··· Data ···
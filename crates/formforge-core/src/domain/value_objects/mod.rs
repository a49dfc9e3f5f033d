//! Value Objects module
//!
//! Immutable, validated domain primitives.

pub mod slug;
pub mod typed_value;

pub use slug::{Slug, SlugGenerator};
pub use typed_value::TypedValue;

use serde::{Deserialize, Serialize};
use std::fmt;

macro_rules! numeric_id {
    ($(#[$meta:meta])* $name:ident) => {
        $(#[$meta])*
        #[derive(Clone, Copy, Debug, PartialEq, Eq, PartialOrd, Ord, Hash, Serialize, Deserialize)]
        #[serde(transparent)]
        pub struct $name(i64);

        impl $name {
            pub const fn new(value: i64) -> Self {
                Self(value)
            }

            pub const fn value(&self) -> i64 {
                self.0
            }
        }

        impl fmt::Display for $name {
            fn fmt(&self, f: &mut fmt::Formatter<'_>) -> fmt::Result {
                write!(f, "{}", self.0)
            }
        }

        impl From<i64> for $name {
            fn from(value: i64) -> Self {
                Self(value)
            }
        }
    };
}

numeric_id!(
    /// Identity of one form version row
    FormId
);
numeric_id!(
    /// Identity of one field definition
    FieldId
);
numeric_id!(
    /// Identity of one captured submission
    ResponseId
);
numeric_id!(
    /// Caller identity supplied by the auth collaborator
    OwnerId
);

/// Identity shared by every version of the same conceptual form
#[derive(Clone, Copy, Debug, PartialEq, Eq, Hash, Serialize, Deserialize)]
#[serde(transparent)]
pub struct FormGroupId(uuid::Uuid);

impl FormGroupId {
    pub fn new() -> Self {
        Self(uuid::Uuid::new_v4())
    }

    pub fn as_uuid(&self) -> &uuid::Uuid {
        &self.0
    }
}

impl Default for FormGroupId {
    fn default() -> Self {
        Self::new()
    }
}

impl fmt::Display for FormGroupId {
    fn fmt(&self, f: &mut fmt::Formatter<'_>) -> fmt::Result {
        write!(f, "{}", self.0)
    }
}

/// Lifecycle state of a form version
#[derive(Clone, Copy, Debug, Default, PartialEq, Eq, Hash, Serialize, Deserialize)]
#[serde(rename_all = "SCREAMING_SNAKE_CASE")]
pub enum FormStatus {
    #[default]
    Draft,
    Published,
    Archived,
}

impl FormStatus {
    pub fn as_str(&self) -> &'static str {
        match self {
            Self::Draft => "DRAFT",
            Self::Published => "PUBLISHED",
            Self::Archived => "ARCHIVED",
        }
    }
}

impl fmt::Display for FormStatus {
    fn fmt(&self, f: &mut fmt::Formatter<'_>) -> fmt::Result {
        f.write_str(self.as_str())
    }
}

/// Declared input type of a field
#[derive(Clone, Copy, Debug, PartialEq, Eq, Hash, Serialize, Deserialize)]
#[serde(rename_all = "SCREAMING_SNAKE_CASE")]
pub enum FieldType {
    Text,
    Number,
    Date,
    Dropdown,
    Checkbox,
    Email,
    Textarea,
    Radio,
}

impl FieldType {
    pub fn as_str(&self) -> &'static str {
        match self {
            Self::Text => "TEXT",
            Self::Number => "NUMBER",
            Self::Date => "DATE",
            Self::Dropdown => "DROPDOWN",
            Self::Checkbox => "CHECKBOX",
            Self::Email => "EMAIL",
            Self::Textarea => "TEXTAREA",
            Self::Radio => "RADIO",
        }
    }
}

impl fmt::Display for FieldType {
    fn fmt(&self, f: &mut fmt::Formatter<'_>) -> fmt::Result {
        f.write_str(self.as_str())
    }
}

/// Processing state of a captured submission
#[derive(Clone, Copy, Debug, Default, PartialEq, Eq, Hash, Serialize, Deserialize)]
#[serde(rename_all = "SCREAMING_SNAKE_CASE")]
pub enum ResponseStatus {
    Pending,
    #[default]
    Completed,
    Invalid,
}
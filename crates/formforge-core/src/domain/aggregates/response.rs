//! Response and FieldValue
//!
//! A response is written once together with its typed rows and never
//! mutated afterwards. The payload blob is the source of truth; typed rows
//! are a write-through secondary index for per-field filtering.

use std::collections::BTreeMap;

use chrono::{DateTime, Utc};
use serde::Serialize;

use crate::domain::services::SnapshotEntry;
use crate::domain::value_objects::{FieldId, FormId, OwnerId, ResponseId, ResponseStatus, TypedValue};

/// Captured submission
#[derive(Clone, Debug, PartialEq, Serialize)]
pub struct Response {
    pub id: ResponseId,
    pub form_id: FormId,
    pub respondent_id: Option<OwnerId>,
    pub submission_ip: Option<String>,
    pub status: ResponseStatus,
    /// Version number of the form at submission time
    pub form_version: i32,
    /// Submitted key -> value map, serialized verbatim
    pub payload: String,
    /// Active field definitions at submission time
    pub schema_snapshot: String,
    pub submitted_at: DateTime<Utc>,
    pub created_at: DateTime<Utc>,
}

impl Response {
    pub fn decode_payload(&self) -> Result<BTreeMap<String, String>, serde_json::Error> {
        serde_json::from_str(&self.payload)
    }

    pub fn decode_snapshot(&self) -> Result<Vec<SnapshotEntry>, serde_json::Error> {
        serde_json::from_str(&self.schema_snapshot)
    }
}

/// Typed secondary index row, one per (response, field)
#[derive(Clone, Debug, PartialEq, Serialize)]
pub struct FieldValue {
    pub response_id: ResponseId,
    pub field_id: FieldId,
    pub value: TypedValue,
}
···
*Exercise*
With "struct" as the string to find, copy every line of the records that holds it.

*Response*
        pub struct $name(i64);
pub struct FormGroupId(uuid::Uuid);
pub struct Response {
pub struct FieldValue {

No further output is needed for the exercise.